Feltre perde un pezzo importante della sua storia, culturale e non solo: è infatti scomparsa ieri, all’età di 82 anni, Francesca Guarnieri, mecenate in particolare della fotografia e della musica che decise di riaprire il palazzo di famiglia – Palazzo Guarnieri in Piazza Maggiore -, chiuso dai primi anni ’80, per farne uno spazio culturale aperto alla città.
Nata ad Edinburgo dal feltrino Adriano Guarnieri e dall’inglese Nancy Bruce, trascorse la sua vita tra Firenze, Venezia, Padova e negli ultimi anni a Feltre; volle riaprire Palazzo Guarnieri alla cittadinanza, organizzando uno spazio dedicato alla musica, affidato al figlio Nicolò Ferrari Bravo, e uno per le mostre fotografiche: una trentina quelle organizzate dalla stessa Guarnieri, da quella dedicata ai 60 anni di attività di Fosco Maraini a quelle di Erich Lessing o Gianni Berengo Gardin.

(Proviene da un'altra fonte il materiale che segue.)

//! Page-level change tracking built from WAL.
//!
//! A [`DeltaMap`] answers "which blocks of this relation file changed between
//! two LSNs". It is assembled from precomputed delta files for whole groups of
//! segments and from a direct replay of the WAL segments of the last, still
//! incomplete group.

use std::collections::HashMap;
use std::io::{self, Read};
use std::path::Path;

use anyhow::Context;
use tracing::{debug, info};

use crate::page::{rel_file_node_from_path, rel_file_segment_no, BLOCKS_IN_REL_FILE};
use crate::storage::{download_and_decompress, is_not_found, Folder};
use crate::wal::{delta_range, wal_segment_range, DeltaNo, Lsn, WalSegmentNo, WAL_FILE_IN_DELTA};
use crate::walparser::{extract_block_locations, BlockLocation, ParseError, RelFileNode, WalParser, WAL_PAGE_SIZE};
use crate::{Error, Result};

pub mod file;
pub mod manager;
pub mod part;
pub mod recording;

pub use file::DeltaFile;
pub use manager::DeltaFileManager;
pub use part::WalPartFile;
pub use recording::WalDeltaRecordingReader;

const WORD_BITS: u32 = 64;

/// Set of block numbers, one bit per block.
#[derive(Debug, Clone, Default, PartialEq, Eq)]
pub struct BlockSet {
    words: Vec<u64>,
}

impl BlockSet {
    pub fn new() -> Self {
        Self::default()
    }

    pub fn insert(&mut self, block: u32) {
        let idx = (block / WORD_BITS) as usize;
        if idx >= self.words.len() {
            self.words.resize(idx + 1, 0);
        }
        self.words[idx] |= 1 << (block % WORD_BITS);
    }

    pub fn contains(&self, block: u32) -> bool {
        self.words
            .get((block / WORD_BITS) as usize)
            .is_some_and(|word| word & (1 << (block % WORD_BITS)) != 0)
    }

    pub fn len(&self) -> usize {
        self.words.iter().map(|w| w.count_ones() as usize).sum()
    }

    pub fn is_empty(&self) -> bool {
        self.words.iter().all(|w| *w == 0)
    }

    /// Blocks in ascending order.
    pub fn iter(&self) -> impl Iterator<Item = u32> + '_ {
        self.words.iter().enumerate().flat_map(|(idx, word)| {
            let word = *word;
            (0..WORD_BITS)
                .filter(move |bit| word & (1 << bit) != 0)
                .map(move |bit| idx as u32 * WORD_BITS + bit)
        })
    }

    pub fn union_with(&mut self, other: &BlockSet) {
        if other.words.len() > self.words.len() {
            self.words.resize(other.words.len(), 0);
        }
        for (mine, theirs) in self.words.iter_mut().zip(&other.words) {
            *mine |= theirs;
        }
    }

    /// Blocks of relation segment `segment_no`, renumbered relative to that segment.
    pub fn select_rel_file(&self, segment_no: u32) -> BlockSet {
        let start = segment_no as u64 * BLOCKS_IN_REL_FILE as u64;
        let end = start + BLOCKS_IN_REL_FILE as u64;
        self.iter()
            .map(u64::from)
            .skip_while(|block| *block < start)
            .take_while(|block| *block < end)
            .map(|block| (block - start) as u32)
            .collect()
    }
}

impl FromIterator<u32> for BlockSet {
    fn from_iter<T: IntoIterator<Item = u32>>(iter: T) -> Self {
        let mut set = BlockSet::new();
        for block in iter {
            set.insert(block);
        }
        set
    }
}

/// Changed blocks per relation, for whole relations across all their segments.
#[derive(Debug, Clone, Default)]
pub struct DeltaMap {
    relations: HashMap<RelFileNode, BlockSet>,
}

impl DeltaMap {
    pub fn new() -> Self {
        Self::default()
    }

    pub fn add_location(&mut self, location: BlockLocation) {
        self.relations
            .entry(location.rel)
            .or_default()
            .insert(location.block_no);
    }

    pub fn add_locations(&mut self, locations: &[BlockLocation]) {
        for location in locations {
            self.add_location(*location);
        }
    }

    pub fn relation_count(&self) -> usize {
        self.relations.len()
    }

    /// Changed blocks of the relation file at `relative_path`, numbered within
    /// that file. `Error::NoBitmapFound` means the relation was not touched.
    pub fn delta_bitmap_for(&self, relative_path: &Path) -> Result<BlockSet> {
        let rel = rel_file_node_from_path(relative_path)?;
        let bitmap = self
            .relations
            .get(&rel)
            .ok_or_else(|| Error::NoBitmapFound(relative_path.display().to_string()))?;
        Ok(bitmap.select_rel_file(rel_file_segment_no(relative_path)?))
    }

    fn locations_from_deltas(&mut self, folder: &dyn Folder, timeline: u32, first: DeltaNo, end: DeltaNo) -> Result<()> {
        let mut delta_no = first;
        while delta_no < end {
            let delta = load_delta_file(folder, &delta_no.filename(timeline))?;
            self.add_locations(&delta.locations);
            delta_no = delta_no.next();
        }
        Ok(())
    }

    fn locations_from_wals(
        &mut self,
        folder: &dyn Folder,
        timeline: u32,
        first: WalSegmentNo,
        end: WalSegmentNo,
        parser: &mut WalParser,
    ) -> Result<()> {
        let mut segment = first;
        while segment < end {
            let name = segment.filename(timeline);
            let reader = download_and_decompress(folder, &name).with_context(|| format!("downloading WAL segment {name}"))?;
            let locations = extract_locations_from_wal_file(parser, reader)
                .with_context(|| format!("extracting block locations from WAL segment {name}"))?;
            self.add_locations(&locations);
            debug!(wal = %name, locations = locations.len(), "wal_segment_replayed");
            segment = segment.next();
        }
        Ok(())
    }
}

pub fn load_delta_file(folder: &dyn Folder, name: &str) -> Result<DeltaFile> {
    let mut reader = download_and_decompress(folder, name)?;
    DeltaFile::load(&mut reader).with_context(|| format!("reading delta file {name}"))
}

/// Feed a whole WAL segment through `parser`, collecting touched main-fork blocks.
/// Zero or partial pages mark the end of written WAL.
pub fn extract_locations_from_wal_file<R: Read>(parser: &mut WalParser, mut reader: R) -> Result<Vec<BlockLocation>> {
    let mut locations = Vec::new();
    let mut page = vec![0u8; WAL_PAGE_SIZE];
    loop {
        match reader.read_exact(&mut page) {
            Ok(()) => {}
            Err(e) if e.kind() == io::ErrorKind::UnexpectedEof => break,
            Err(e) => return Err(e.into()),
        }
        match parser.parse_records_from_page(&page) {
            Ok(parsed) => {
                locations.extend(extract_block_locations(&parsed.records));
                if parsed.partial {
                    break;
                }
            }
            Err(ParseError::ZeroPage) => break,
            Err(e) => return Err(e.into()),
        }
    }
    Ok(locations)
}

/// Build the delta map for `[first_used_lsn, first_not_used_lsn)` on `timeline`
/// from the WAL folder.
pub fn get_delta_map(folder: &dyn Folder, timeline: u32, first_used_lsn: Lsn, first_not_used_lsn: Lsn) -> Result<DeltaMap> {
    let first_used_segment = WalSegmentNo::from_lsn(first_used_lsn);
    let (first_used_delta, first_not_used_delta) = delta_range(first_used_lsn, first_not_used_lsn);
    let (tail_first, tail_end) = wal_segment_range(first_not_used_delta, first_not_used_lsn);
    info!(
        timeline,
        first_used_wal = %first_used_segment.filename(timeline),
        first_used_delta = %first_used_delta.filename(timeline),
        first_not_used_delta = %first_not_used_delta.filename(timeline),
        "building_delta_map"
    );

    let mut map = DeltaMap::new();
    let mut parser = match load_delta_file(folder, &first_used_delta.filename(timeline)) {
        Ok(delta) => {
            map.add_locations(&delta.locations);
            delta.wal_parser
        }
        Err(e) if is_not_found(&e) => {
            // archiving started in the middle of this group, so it never got a delta file
            info!(delta = %first_used_delta.filename(timeline), "first_delta_missing_reading_wal");
            let group_end = first_used_delta.first_wal_segment_no().add(WAL_FILE_IN_DELTA);
            let mut parser = WalParser::new();
            map.locations_from_wals(folder, timeline, first_used_segment, group_end.min(tail_end), &mut parser)?;
            parser
        }
        Err(e) => return Err(e),
    };
    if first_used_delta == first_not_used_delta {
        return Ok(map);
    }

    let last_used_delta = first_not_used_delta.previous();
    if first_used_delta < last_used_delta {
        map.locations_from_deltas(folder, timeline, first_used_delta.next(), last_used_delta)
            .context("fetching locations from delta files")?;
        let last = load_delta_file(folder, &last_used_delta.filename(timeline)).context("downloading last delta file")?;
        map.add_locations(&last.locations);
        parser = last.wal_parser;
    }

    map.locations_from_wals(folder, timeline, tail_first, tail_end, &mut parser)
        .context("fetching locations from WAL segments")?;
    info!(relations = map.relation_count(), "delta_map_built");
    Ok(map)
}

L’obbiettivo – centrato – era quello di aprire il palazzo alla cittadinanza con occasioni per scambi intellettuali e per visite guidate, così da contribuire in modo significativo alla vita culturale della città di Feltre; un progetto che continuerà ancora, grazie alle attività di Unisono, per quanto riguarda la parte musicale, e di Fcube, l’associazione fotografica feltrina.